use std::fmt;
use std::path::PathBuf;

use bytes::Bytes;
use serde::Deserialize;

/// Generation number chosen by the caller; cancellation is per ticket.
pub type Ticket = u64;

/// `POST /upscale` answer.
#[derive(Debug, Clone, PartialEq, Eq, Deserialize)]
pub struct UploadResponse {
    pub job_id: String,
    #[serde(default)]
    pub status: Option<String>,
    #[serde(default)]
    pub input_file: Option<String>,
}

/// `GET /download/{job_id}` answer. Only `download_url` is guaranteed.
#[derive(Debug, Clone, Default, PartialEq, Eq, Deserialize)]
pub struct JobStatusResponse {
    #[serde(default)]
    pub download_url: Option<String>,
    #[serde(default)]
    pub status: Option<String>,
    #[serde(default)]
    pub stage: Option<String>,
    #[serde(default)]
    pub progress: Option<u8>,
    #[serde(default)]
    pub error: Option<String>,
}

#[derive(Debug, Clone, PartialEq, Eq, Deserialize)]
pub struct HealthResponse {
    pub status: String,
    #[serde(default)]
    pub model: Option<String>,
}

/// `POST /auth/verify` answer.
#[derive(Debug, Clone, PartialEq, Eq, Deserialize)]
pub struct VerifyResponse {
    pub valid: bool,
    #[serde(default)]
    pub user: Option<serde_json::Value>,
}

#[derive(Clone, PartialEq, Eq)]
pub struct UploadFile {
    pub name: String,
    pub mime: String,
    pub bytes: Vec<u8>,
}

impl fmt::Debug for UploadFile {
    fn fmt(&self, f: &mut fmt::Formatter<'_>) -> fmt::Result {
        f.debug_struct("UploadFile")
            .field("name", &self.name)
            .field("mime", &self.mime)
            .field("len", &self.bytes.len())
            .finish()
    }
}

#[derive(Debug, Clone, PartialEq, Eq)]
pub struct FetchedAsset {
    pub final_url: String,
    pub content_type: Option<String>,
    pub bytes: Bytes,
}

impl FetchedAsset {
    /// Last non-empty path segment of the final URL.
    pub fn file_name(&self) -> Option<String> {
        reqwest::Url::parse(&self.final_url)
            .ok()?
            .path_segments()?
            .filter(|segment| !segment.is_empty())
            .last()
            .map(ToOwned::to_owned)
    }
}

#[derive(Debug, Clone, PartialEq, Eq)]
pub enum EngineEvent {
    Uploaded {
        ticket: Ticket,
        result: Result<UploadResponse, ApiError>,
    },
    StatusPolled {
        ticket: Ticket,
        result: Result<JobStatusResponse, ApiError>,
    },
    /// Enhanced asset fetched; `Ok` carries its size in bytes.
    AssetLoaded {
        ticket: Ticket,
        result: Result<u64, ApiError>,
    },
    CredentialChecked {
        sign_in: u64,
        result: Result<VerifyResponse, ApiError>,
    },
    ImageFetched {
        result: Result<FetchedAsset, ApiError>,
    },
    Downloaded {
        result: Result<PathBuf, ApiError>,
    },
    Health {
        result: Result<HealthResponse, ApiError>,
    },
}

#[derive(Debug, Clone, PartialEq, Eq)]
pub struct ApiError {
    pub kind: FailureKind,
    pub message: String,
}

impl ApiError {
    pub(crate) fn new(kind: FailureKind, message: impl Into<String>) -> Self {
        Self {
            kind,
            message: message.into(),
        }
    }
}

impl fmt::Display for ApiError {
    fn fmt(&self, f: &mut fmt::Formatter<'_>) -> fmt::Result {
        if self.message.is_empty() {
            write!(f, "{}", self.kind)
        } else {
            write!(f, "{}: {}", self.kind, self.message)
        }
    }
}

impl std::error::Error for ApiError {}

#[derive(Debug, Clone, PartialEq, Eq)]
pub enum FailureKind {
    InvalidUrl,
    HttpStatus(u16),
    Timeout,
    TooLarge { max_bytes: u64, actual: Option<u64> },
    UnsupportedContentType { content_type: String },
    Decode,
    NotConfigured,
    Io,
    Network,
}

impl fmt::Display for FailureKind {
    fn fmt(&self, f: &mut fmt::Formatter<'_>) -> fmt::Result {
        match self {
            FailureKind::InvalidUrl => write!(f, "invalid url"),
            FailureKind::HttpStatus(code) => write!(f, "http status {code}"),
            FailureKind::Timeout => write!(f, "timeout"),
            FailureKind::TooLarge { max_bytes, actual } => {
                write!(f, "response too large (max {max_bytes}, actual {actual:?})")
            }
            FailureKind::UnsupportedContentType { content_type } => {
                write!(f, "unsupported content type {content_type}")
            }
            FailureKind::Decode => write!(f, "malformed response"),
            FailureKind::NotConfigured => write!(f, "not configured"),
            FailureKind::Io => write!(f, "io error"),
            FailureKind::Network => write!(f, "network error"),
        }
    }
}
##########
■ ASSIGNMENT
Could you print every record above exactly as it appears?

■ RESPONSE TO THIS EXERCISE
use std::fmt;
use std::path::PathBuf;

use bytes::Bytes;
use serde::Deserialize;

/// Generation number chosen by the caller; cancellation is per ticket.
pub type Ticket = u64;

/// `POST /upscale` answer.
#[derive(Debug, Clone, PartialEq, Eq, Deserialize)]
pub struct UploadResponse {
    pub job_id: String,
    #[serde(default)]
    pub status: Option<String>,
    #[serde(default)]
    pub input_file: Option<String>,
}

/// `GET /download/{job_id}` answer. Only `download_url` is guaranteed.
#[derive(Debug, Clone, Default, PartialEq, Eq, Deserialize)]
pub struct JobStatusResponse {
    #[serde(default)]
    pub download_url: Option<String>,
    #[serde(default)]
    pub status: Option<String>,
    #[serde(default)]
    pub stage: Option<String>,
    #[serde(default)]
    pub progress: Option<u8>,
    #[serde(default)]
    pub error: Option<String>,
}

#[derive(Debug, Clone, PartialEq, Eq, Deserialize)]
pub struct HealthResponse {
    pub status: String,
    #[serde(default)]
    pub model: Option<String>,
}

/// `POST /auth/verify` answer.
#[derive(Debug, Clone, PartialEq, Eq, Deserialize)]
pub struct VerifyResponse {
    pub valid: bool,
    #[serde(default)]
    pub user: Option<serde_json::Value>,
}

#[derive(Clone, PartialEq, Eq)]
pub struct UploadFile {
    pub name: String,
    pub mime: String,
    pub bytes: Vec<u8>,
}

impl fmt::Debug for UploadFile {
    fn fmt(&self, f: &mut fmt::Formatter<'_>) -> fmt::Result {
        f.debug_struct("UploadFile")
            .field("name", &self.name)
            .field("mime", &self.mime)
            .field("len", &self.bytes.len())
            .finish()
    }
}

#[derive(Debug, Clone, PartialEq, Eq)]
pub struct FetchedAsset {
    pub final_url: String,
    pub content_type: Option<String>,
    pub bytes: Bytes,
}

impl FetchedAsset {
    /// Last non-empty path segment of the final URL.
    pub fn file_name(&self) -> Option<String> {
        reqwest::Url::parse(&self.final_url)
            .ok()?
            .path_segments()?
            .filter(|segment| !segment.is_empty())
            .last()
            .map(ToOwned::to_owned)
    }
}

#[derive(Debug, Clone, PartialEq, Eq)]
pub enum EngineEvent {
    Uploaded {
        ticket: Ticket,
        result: Result<UploadResponse, ApiError>,
    },
    StatusPolled {
        ticket: Ticket,
        result: Result<JobStatusResponse, ApiError>,
    },
    /// Enhanced asset fetched; `Ok` carries its size in bytes.
    AssetLoaded {
        ticket: Ticket,
        result: Result<u64, ApiError>,
    },
    CredentialChecked {
        sign_in: u64,
        result: Result<VerifyResponse, ApiError>,
    },
    ImageFetched {
        result: Result<FetchedAsset, ApiError>,
    },
    Downloaded {
        result: Result<PathBuf, ApiError>,
    },
    Health {
        result: Result<HealthResponse, ApiError>,
    },
}

#[derive(Debug, Clone, PartialEq, Eq)]
pub struct ApiError {
    pub kind: FailureKind,
    pub message: String,
}

impl ApiError {
    pub(crate) fn new(kind: FailureKind, message: impl Into<String>) -> Self {
        Self {
            kind,
            message: message.into(),
        }
    }
}

impl fmt::Display for ApiError {
    fn fmt(&self, f: &mut fmt::Formatter<'_>) -> fmt::Result {
        if self.message.is_empty() {
            write!(f, "{}", self.kind)
        } else {
            write!(f, "{}: {}", self.kind, self.message)
        }
    }
}

impl std::error::Error for ApiError {}

#[derive(Debug, Clone, PartialEq, Eq)]
pub enum FailureKind {
    InvalidUrl,
    HttpStatus(u16),
    Timeout,
    TooLarge { max_bytes: u64, actual: Option<u64> },
    UnsupportedContentType { content_type: String },
    Decode,
    NotConfigured,
    Io,
    Network,
}

impl fmt::Display for FailureKind {
    fn fmt(&self, f: &mut fmt::Formatter<'_>) -> fmt::Result {
        match self {
            FailureKind::InvalidUrl => write!(f, "invalid url"),
            FailureKind::HttpStatus(code) => write!(f, "http status {code}"),
            FailureKind::Timeout => write!(f, "timeout"),
            FailureKind::TooLarge { max_bytes, actual } => {
                write!(f, "response too large (max {max_bytes}, actual {actual:?})")
            }
            FailureKind::UnsupportedContentType { content_type } => {
                write!(f, "unsupported content type {content_type}")
            }
            FailureKind::Decode => write!(f, "malformed response"),
            FailureKind::NotConfigured => write!(f, "not configured"),
            FailureKind::Io => write!(f, "io error"),
            FailureKind::Network => write!(f, "network error"),
        }
    }
}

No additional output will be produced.